Hexagram
A hexagram, called gua or liushiyao in Chinese, is the six-line symbol that forms the unit of the I Ching. Each line is either solid Yang or broken Yin, and the six lines are read from bottom to top. Two stacked trigrams form a hexagram. With two states for each of six lines, the system produces 64 hexagrams, each a distinct configuration of forces that can be consulted in the I Ching oracle.
Origin
The hexagram as a divinatory symbol is older than the written I Ching. Archaeological evidence from oracle bone inscriptions of the Shang dynasty, around 1200 BCE, shows numerical groups of six numbers used in divination, the direct ancestors of the binary hexagrams of the Zhou. Some scholars argue that these numerical hexagrams were generated by yarrow stalk casts and recorded in clusters of six, while others propose that they were derived from groupings of three trigrams. Either way, the six-line structure was fixed by the early Zhou dynasty around 1000 BCE.
King Wen of Zhou, while imprisoned at Youli, is credited with arranging the 64 hexagrams in their classical sequence and adding the Judgement texts called Tuan Ci. His son the Duke of Zhou added the line texts called Yao Ci. The mathematical structure of the hexagrams attracted the attention of Gottfried Wilhelm Leibniz in 1703, who recognised in the alternation of Yin and Yang a binary numeral system equivalent to the one he had himself developed. The hexagram is therefore one of the earliest documented uses of binary notation in human history.
Meaning and method
Each hexagram is read from bottom to top. The bottom three lines form the lower trigram, the upper three lines form the upper trigram. The position of each line carries meaning. The bottom line is the position of beginning, the second line of inner response, the third of transition, the fourth of outer response, the fifth of leadership, the top of completion or excess. The fifth line is considered the position of the ruler. The Judgement and Image texts apply to the hexagram as a whole, while the six line texts apply to specific lines when they are changing.
The 64 hexagrams are named for the situation they represent. Hexagram 1 Qian, the Creative, consists of six Yang lines and signifies pure creative force. Hexagram 2 Kun, the Receptive, consists of six Yin lines and signifies pure receptive form. Hexagram 11 Tai, Peace, places earth above heaven, an image of harmonious interpenetration. Hexagram 63 Ji Ji, After Completion, alternates Yin and Yang perfectly and signifies a moment of accomplishment that requires vigilance.

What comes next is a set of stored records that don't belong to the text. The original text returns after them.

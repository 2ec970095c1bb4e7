use chrono::{DateTime, Utc};
use serde::{Deserialize, Serialize};

use crate::{BoardId, MalformedBoardData, MarkSet, Username};

/// Number of rows and columns of a board.
pub const BOARD_SIZE: usize = 5;

/// Row and column of the free cell.
pub const CENTER: usize = BOARD_SIZE / 2;

/// The fixed title of the free cell.
pub const FREE_TITLE: &str = "FREE";

/// The grid of a board, indexed by `[row][col]`.
pub type Cells = [[Cell; BOARD_SIZE]; BOARD_SIZE];

/// A single square on a bingo board.
#[derive(Clone, Debug, Default, PartialEq, Eq, Serialize, Deserialize)]
#[serde(rename_all = "camelCase")]
pub struct Cell {
    pub title: String,
    pub is_marked: bool,
}

impl Cell {
    /// An unmarked cell without text.
    pub fn blank() -> Self {
        Self::default()
    }

    /// The center cell, which is always marked.
    pub fn free() -> Self {
        Self {
            title: String::from(FREE_TITLE),
            is_marked: true,
        }
    }

    pub fn has_title(&self) -> bool {
        !self.title.is_empty()
    }
}

pub fn is_center(row: usize, col: usize) -> bool {
    row == CENTER && col == CENTER
}

/// All `(row, col)` pairs of a board in row-major order.
pub fn positions() -> impl Iterator<Item = (usize, usize)> {
    (0..BOARD_SIZE).flat_map(|row| (0..BOARD_SIZE).map(move |col| (row, col)))
}

/// The grid of a freshly created board.
pub fn empty_cells() -> Cells {
    std::array::from_fn(|row| {
        std::array::from_fn(|col| {
            if is_center(row, col) {
                Cell::free()
            } else {
                Cell::blank()
            }
        })
    })
}

/// A bingo board.
///
/// The grid itself is private, since the free cell in the center has to
/// stay `FREE` and marked. All changes go through the methods below, which
/// silently refuse anything that would break that; they return whether the
/// board actually changed, so that callers know when there is something to save.
#[derive(Clone, Debug, PartialEq, Eq)]
pub struct Board {
    /// Assigned by the persistence layer on the first save.
    pub id: Option<BoardId>,
    pub title: String,
    cells: Cells,
    pub owner: Option<Username>,
    /// Whether other users may browse this board.
    pub is_public: bool,
    pub created_at: Option<DateTime<Utc>>,
    pub updated_at: Option<DateTime<Utc>>,
}

impl Board {
    /// Creates a board with blank, unmarked cells around the free cell.
    pub fn new(title: &str, owner: Option<Username>) -> Self {
        Self {
            id: None,
            title: String::from(title),
            cells: empty_cells(),
            owner,
            is_public: false,
            created_at: None,
            updated_at: None,
        }
    }

    /// Creates a board from an existing grid.
    ///
    /// Fails if the free cell is not exactly `FREE` and marked.
    pub fn from_cells(title: &str, cells: Cells) -> Result<Self, MalformedBoardData> {
        if cells[CENTER][CENTER] != Cell::free() {
            return Err(MalformedBoardData::FreeCellAltered);
        }
        let mut board = Self::new(title, None);
        board.cells = cells;
        Ok(board)
    }

    pub fn cells(&self) -> &Cells {
        &self.cells
    }

    /// Returns `None` for coordinates outside of the board.
    pub fn cell(&self, row: usize, col: usize) -> Option<&Cell> {
        self.cells.get(row)?.get(col)
    }

    pub fn marks(&self) -> MarkSet {
        MarkSet::from_cells(&self.cells)
    }

    pub fn has_bingo(&self) -> bool {
        crate::has_bingo(&self.cells)
    }

    pub fn has_bingo_at(&self, row: usize, col: usize) -> bool {
        crate::has_bingo_at(&self.cells, row, col)
    }

    /// Changes the text of a cell and unmarks it.
    ///
    /// The new title is trimmed. Writing the same title again still clears the
    /// mark. The free cell cannot be edited.
    pub fn set_cell_title(&mut self, row: usize, col: usize, new_title: &str) -> bool {
        let Some(cell) = self.editable_cell(row, col) else {
            return false;
        };
        let new_title = new_title.trim();
        let changed = cell.is_marked || cell.title != new_title;
        cell.title = String::from(new_title);
        cell.is_marked = false;
        changed
    }

    /// Marks or unmarks a cell.
    ///
    /// Cells without a title cannot be marked, and the free cell cannot be unmarked.
    pub fn toggle_mark(&mut self, row: usize, col: usize) -> bool {
        let Some(cell) = self.editable_cell(row, col) else {
            return false;
        };
        if !cell.has_title() {
            return false;
        }
        cell.is_marked = !cell.is_marked;
        true
    }

    /// Unmarks every cell except the free cell, keeping the titles.
    pub fn reset(&mut self) -> bool {
        let mut changed = false;
        for (row, col) in positions() {
            if let Some(cell) = self.editable_cell(row, col) {
                changed |= cell.is_marked;
                cell.is_marked = false;
            }
        }
        changed
    }

    /// Like [`Self::reset()`], but also blanks all titles.
    pub fn clear(&mut self) -> bool {
        let mut changed = false;
        for (row, col) in positions() {
            if let Some(cell) = self.editable_cell(row, col) {
                changed |= *cell != Cell::blank();
                *cell = Cell::blank();
            }
        }
        changed
    }

    fn editable_cell(&mut self, row: usize, col: usize) -> Option<&mut Cell> {
        if is_center(row, col) {
            return None;
        }
        self.cells.get_mut(row)?.get_mut(col)
    }
}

The full sequence, called the King Wen order, traces a complete cycle of change through 64 distinct situations.
In practice
To consult a hexagram you generate six lines, one by one, from bottom to top. The classical yarrow stalk method uses 50 stalks and a precise ritual described in the Great Treatise of the I Ching. The faster three-coin method tosses three coins six times: three heads give a changing Yang (9), three tails a changing Yin (6), two heads and one tail a fixed Yang (7), two tails and one head a fixed Yin (8). The 6 and 9 lines are changing lines. After all six lines are recorded, you read the primary hexagram and any changing line texts.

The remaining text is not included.